Excerpted data.
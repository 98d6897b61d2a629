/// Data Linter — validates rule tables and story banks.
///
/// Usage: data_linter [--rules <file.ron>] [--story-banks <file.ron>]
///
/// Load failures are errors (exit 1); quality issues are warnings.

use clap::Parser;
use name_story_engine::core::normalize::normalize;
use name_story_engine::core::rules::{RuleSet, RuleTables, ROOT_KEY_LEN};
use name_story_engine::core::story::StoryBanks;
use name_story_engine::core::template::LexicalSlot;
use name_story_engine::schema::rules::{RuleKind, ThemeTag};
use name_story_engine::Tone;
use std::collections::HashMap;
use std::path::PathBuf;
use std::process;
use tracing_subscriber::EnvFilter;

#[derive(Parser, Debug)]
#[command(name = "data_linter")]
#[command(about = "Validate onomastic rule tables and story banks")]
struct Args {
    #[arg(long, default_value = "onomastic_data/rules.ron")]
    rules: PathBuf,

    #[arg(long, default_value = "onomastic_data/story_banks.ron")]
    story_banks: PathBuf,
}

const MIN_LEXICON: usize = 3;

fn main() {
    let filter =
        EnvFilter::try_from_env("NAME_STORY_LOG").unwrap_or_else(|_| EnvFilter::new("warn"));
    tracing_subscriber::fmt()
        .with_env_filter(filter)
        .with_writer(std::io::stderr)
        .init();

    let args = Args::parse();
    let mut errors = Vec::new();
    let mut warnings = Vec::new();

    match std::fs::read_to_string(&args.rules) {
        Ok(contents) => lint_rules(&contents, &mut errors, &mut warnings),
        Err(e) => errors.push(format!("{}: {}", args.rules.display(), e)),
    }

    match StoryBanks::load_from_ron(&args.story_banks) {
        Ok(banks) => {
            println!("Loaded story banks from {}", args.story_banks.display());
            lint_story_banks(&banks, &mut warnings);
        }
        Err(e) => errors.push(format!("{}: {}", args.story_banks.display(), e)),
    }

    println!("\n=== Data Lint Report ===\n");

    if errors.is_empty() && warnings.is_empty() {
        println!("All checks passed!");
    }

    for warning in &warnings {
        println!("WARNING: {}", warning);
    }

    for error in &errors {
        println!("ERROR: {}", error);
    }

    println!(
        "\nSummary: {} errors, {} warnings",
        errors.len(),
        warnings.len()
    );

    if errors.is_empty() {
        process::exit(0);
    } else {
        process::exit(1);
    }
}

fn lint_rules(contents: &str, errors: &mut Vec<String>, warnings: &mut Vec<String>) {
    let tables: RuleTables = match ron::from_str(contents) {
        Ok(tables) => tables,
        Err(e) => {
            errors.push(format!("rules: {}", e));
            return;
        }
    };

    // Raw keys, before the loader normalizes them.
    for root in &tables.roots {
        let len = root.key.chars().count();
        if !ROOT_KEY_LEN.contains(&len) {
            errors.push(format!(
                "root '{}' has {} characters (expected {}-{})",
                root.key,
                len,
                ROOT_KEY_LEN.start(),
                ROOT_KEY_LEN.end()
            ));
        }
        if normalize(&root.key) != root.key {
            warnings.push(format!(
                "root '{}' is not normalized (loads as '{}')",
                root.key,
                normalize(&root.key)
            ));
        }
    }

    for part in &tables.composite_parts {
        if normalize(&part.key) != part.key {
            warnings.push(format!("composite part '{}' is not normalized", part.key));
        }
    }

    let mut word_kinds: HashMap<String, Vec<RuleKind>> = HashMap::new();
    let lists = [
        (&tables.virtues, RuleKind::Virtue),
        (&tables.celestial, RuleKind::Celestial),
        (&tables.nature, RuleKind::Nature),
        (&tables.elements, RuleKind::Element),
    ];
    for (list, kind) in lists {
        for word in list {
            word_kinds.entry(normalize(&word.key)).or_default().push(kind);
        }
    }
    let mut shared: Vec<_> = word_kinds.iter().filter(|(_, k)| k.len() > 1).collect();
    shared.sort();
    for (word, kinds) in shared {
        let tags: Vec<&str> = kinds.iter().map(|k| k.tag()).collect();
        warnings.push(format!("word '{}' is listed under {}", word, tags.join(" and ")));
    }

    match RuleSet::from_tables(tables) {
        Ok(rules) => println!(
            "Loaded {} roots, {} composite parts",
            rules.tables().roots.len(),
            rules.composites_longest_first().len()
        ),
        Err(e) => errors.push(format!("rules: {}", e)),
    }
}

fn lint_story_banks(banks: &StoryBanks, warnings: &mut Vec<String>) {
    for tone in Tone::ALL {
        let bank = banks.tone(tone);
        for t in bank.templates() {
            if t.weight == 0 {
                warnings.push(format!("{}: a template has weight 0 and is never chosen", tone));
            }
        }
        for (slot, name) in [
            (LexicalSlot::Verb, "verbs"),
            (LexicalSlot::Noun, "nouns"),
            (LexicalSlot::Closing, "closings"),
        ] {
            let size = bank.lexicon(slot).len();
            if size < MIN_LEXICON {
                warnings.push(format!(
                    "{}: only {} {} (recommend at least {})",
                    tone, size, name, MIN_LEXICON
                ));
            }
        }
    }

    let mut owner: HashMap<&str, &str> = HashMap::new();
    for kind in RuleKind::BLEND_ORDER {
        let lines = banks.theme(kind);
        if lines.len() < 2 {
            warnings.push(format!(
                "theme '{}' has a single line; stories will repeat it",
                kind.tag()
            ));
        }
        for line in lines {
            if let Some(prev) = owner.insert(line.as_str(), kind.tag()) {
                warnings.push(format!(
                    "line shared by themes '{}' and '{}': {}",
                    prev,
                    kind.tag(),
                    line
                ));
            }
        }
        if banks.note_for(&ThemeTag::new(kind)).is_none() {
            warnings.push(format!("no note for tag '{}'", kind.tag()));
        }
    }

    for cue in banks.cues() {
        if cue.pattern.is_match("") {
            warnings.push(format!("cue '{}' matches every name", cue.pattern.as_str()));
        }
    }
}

---

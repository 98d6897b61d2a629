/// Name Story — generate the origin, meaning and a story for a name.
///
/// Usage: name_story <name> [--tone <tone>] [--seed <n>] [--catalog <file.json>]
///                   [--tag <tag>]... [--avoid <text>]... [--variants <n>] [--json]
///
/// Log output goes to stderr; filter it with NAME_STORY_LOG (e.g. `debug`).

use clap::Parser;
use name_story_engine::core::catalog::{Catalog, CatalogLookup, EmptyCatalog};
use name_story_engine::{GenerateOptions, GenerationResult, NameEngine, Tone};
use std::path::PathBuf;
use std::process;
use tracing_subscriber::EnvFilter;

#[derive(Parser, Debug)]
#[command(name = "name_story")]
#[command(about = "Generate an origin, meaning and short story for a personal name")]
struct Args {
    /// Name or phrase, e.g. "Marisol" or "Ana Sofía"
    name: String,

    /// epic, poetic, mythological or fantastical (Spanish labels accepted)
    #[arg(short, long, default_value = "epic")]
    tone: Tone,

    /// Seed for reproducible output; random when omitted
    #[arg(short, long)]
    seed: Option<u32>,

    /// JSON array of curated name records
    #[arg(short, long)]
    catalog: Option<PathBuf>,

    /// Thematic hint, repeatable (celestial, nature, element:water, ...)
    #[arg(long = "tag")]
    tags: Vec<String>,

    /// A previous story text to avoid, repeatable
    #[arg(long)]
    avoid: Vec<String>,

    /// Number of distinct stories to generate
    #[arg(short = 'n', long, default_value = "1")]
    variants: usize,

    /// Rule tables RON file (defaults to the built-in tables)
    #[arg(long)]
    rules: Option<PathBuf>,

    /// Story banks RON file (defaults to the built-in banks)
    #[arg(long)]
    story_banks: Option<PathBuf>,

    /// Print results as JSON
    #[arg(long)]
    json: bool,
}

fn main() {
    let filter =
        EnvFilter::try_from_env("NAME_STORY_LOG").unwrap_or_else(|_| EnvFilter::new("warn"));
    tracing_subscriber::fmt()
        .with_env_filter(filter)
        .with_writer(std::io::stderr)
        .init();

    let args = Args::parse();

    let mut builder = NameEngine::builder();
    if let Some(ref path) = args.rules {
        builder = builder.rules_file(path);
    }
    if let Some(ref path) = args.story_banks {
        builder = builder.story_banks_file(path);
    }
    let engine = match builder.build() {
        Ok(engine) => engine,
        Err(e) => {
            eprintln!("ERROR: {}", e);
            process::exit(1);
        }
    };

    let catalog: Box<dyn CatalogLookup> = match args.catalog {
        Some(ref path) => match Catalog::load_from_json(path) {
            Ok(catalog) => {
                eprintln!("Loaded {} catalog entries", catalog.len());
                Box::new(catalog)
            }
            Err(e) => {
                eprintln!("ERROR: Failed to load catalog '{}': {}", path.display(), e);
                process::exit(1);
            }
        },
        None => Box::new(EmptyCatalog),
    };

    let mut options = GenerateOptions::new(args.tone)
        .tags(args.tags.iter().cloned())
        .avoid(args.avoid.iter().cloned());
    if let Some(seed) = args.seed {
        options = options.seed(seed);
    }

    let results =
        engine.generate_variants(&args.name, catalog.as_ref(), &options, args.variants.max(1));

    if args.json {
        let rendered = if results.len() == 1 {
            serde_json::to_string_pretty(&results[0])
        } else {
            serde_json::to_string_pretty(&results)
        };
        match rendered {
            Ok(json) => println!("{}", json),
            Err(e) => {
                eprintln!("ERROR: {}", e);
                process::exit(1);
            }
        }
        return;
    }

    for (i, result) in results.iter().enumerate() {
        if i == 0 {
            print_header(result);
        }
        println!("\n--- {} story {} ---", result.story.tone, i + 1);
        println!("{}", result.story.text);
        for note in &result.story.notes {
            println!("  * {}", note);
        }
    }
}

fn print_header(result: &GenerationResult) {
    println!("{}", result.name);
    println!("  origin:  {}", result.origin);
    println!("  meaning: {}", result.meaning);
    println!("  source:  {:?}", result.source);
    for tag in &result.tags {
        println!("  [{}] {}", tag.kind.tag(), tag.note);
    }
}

What the task requires.
Among the lines of the data, which ones contain the word "weight"? Show them.

The answer.
            if t.weight == 0 {
                warnings.push(format!("{}: a template has weight 0 and is never chosen", tone));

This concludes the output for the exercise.